━━━━━ Supplied records ━━━━━

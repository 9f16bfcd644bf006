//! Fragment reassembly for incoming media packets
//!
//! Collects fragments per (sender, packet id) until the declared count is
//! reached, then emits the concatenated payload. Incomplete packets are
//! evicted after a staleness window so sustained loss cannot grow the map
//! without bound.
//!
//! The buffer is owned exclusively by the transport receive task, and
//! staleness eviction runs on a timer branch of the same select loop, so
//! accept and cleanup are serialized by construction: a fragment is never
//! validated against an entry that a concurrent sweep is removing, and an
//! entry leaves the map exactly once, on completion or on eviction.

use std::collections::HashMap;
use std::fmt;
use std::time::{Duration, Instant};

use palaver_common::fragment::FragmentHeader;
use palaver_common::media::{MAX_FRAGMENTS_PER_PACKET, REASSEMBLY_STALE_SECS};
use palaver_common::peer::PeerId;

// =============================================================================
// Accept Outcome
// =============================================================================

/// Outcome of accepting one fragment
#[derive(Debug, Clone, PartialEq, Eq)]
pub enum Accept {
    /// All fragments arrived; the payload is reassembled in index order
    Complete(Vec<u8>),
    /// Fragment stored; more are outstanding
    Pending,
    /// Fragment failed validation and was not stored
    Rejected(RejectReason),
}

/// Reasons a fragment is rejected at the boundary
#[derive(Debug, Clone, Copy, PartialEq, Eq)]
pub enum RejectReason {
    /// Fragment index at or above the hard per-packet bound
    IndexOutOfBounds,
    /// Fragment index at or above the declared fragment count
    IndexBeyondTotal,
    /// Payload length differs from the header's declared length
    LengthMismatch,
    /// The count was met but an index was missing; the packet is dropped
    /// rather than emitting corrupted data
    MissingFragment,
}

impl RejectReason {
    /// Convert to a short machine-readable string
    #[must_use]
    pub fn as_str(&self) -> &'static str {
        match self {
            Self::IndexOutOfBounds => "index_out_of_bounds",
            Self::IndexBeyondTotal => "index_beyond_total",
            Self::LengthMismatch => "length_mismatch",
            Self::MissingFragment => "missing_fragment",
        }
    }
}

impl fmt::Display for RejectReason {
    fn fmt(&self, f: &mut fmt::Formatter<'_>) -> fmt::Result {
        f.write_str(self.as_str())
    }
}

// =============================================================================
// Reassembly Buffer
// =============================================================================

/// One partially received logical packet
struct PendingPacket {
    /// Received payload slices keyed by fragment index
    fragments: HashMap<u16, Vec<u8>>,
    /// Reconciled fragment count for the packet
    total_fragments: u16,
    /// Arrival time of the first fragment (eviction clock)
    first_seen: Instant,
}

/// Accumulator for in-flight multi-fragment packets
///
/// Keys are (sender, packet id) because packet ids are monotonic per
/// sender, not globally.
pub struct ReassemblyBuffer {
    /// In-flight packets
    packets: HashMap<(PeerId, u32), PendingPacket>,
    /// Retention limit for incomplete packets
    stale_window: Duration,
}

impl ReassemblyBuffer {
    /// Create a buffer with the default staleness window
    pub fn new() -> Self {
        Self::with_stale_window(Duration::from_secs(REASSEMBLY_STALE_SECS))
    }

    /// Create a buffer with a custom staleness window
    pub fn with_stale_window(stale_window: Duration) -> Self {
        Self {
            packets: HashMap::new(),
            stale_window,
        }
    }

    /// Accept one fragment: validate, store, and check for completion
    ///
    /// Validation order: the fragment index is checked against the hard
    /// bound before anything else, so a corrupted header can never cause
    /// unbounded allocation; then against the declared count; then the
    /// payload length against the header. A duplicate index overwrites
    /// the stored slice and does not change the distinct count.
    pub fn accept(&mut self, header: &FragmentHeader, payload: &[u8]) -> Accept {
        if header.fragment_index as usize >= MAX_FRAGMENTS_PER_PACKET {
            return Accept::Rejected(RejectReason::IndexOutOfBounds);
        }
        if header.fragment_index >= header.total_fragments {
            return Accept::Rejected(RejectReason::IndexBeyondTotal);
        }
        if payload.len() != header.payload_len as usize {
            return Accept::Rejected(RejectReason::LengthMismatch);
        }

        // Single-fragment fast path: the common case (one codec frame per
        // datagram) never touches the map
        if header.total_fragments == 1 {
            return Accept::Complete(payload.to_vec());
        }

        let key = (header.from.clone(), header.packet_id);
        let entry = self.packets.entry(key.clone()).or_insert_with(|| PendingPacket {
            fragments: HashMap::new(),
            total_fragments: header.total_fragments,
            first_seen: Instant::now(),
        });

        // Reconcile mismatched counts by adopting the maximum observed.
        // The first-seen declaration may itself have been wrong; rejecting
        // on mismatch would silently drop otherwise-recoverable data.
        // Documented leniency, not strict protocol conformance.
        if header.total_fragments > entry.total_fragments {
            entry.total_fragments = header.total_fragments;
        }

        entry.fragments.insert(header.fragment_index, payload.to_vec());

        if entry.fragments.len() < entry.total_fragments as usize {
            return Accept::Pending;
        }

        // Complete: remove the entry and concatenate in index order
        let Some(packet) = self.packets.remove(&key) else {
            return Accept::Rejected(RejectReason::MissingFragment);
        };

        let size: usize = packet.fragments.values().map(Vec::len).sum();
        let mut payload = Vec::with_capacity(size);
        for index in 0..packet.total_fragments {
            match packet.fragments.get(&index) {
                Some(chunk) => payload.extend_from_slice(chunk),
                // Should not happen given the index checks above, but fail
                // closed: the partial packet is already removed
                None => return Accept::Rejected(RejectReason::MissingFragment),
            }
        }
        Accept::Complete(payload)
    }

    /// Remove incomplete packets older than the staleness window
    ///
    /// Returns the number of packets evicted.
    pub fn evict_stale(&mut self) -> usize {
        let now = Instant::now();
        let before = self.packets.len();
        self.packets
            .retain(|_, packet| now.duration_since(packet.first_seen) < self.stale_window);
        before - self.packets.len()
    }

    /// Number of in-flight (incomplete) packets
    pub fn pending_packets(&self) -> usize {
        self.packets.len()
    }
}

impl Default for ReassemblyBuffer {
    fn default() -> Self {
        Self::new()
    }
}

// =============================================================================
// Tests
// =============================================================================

━━━━━
━━━━━ Supplied records ━━━━━

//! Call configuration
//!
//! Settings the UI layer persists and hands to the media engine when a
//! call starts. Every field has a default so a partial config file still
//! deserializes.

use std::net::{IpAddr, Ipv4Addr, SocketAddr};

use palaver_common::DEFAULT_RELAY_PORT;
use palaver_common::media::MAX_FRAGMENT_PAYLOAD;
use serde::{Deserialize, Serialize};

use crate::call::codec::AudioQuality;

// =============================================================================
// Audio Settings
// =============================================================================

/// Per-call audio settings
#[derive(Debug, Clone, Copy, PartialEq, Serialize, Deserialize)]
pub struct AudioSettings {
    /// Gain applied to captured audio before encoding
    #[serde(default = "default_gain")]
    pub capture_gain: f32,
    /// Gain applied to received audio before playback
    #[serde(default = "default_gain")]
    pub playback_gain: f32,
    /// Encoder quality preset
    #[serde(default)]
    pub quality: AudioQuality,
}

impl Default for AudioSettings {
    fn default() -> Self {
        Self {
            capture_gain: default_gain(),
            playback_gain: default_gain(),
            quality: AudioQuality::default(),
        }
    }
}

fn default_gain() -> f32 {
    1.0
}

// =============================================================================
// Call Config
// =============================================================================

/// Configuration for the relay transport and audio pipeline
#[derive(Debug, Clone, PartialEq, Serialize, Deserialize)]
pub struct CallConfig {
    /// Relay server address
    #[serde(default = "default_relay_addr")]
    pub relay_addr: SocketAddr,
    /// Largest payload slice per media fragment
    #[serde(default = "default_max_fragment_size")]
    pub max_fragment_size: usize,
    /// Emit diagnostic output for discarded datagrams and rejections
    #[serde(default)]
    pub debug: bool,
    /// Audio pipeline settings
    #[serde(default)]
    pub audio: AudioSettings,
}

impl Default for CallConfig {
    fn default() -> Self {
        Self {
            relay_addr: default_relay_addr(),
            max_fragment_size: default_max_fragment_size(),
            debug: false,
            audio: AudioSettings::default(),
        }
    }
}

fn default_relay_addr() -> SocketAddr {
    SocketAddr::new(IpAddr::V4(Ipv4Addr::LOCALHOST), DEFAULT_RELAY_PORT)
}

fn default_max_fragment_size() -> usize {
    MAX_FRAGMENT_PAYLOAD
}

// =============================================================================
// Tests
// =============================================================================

━━━━━

> What to produce: Transcribe the records above exactly, beginning at the line that contains "repository 9f16bfcd644bf006" and ending with the line that contains "accepting one fragment", both included, and nothing else.

> Solved exercise:
repository 9f16bfcd644bf006
//! Fragment reassembly for incoming media packets
//!
//! Collects fragments per (sender, packet id) until the declared count is
//! reached, then emits the concatenated payload. Incomplete packets are
//! evicted after a staleness window so sustained loss cannot grow the map
//! without bound.
//!
//! The buffer is owned exclusively by the transport receive task, and
//! staleness eviction runs on a timer branch of the same select loop, so
//! accept and cleanup are serialized by construction: a fragment is never
//! validated against an entry that a concurrent sweep is removing, and an
//! entry leaves the map exactly once, on completion or on eviction.

use std::collections::HashMap;
use std::fmt;
use std::time::{Duration, Instant};

use palaver_common::fragment::FragmentHeader;
use palaver_common::media::{MAX_FRAGMENTS_PER_PACKET, REASSEMBLY_STALE_SECS};
use palaver_common::peer::PeerId;

// =============================================================================
// Accept Outcome
// =============================================================================

/// Outcome of accepting one fragment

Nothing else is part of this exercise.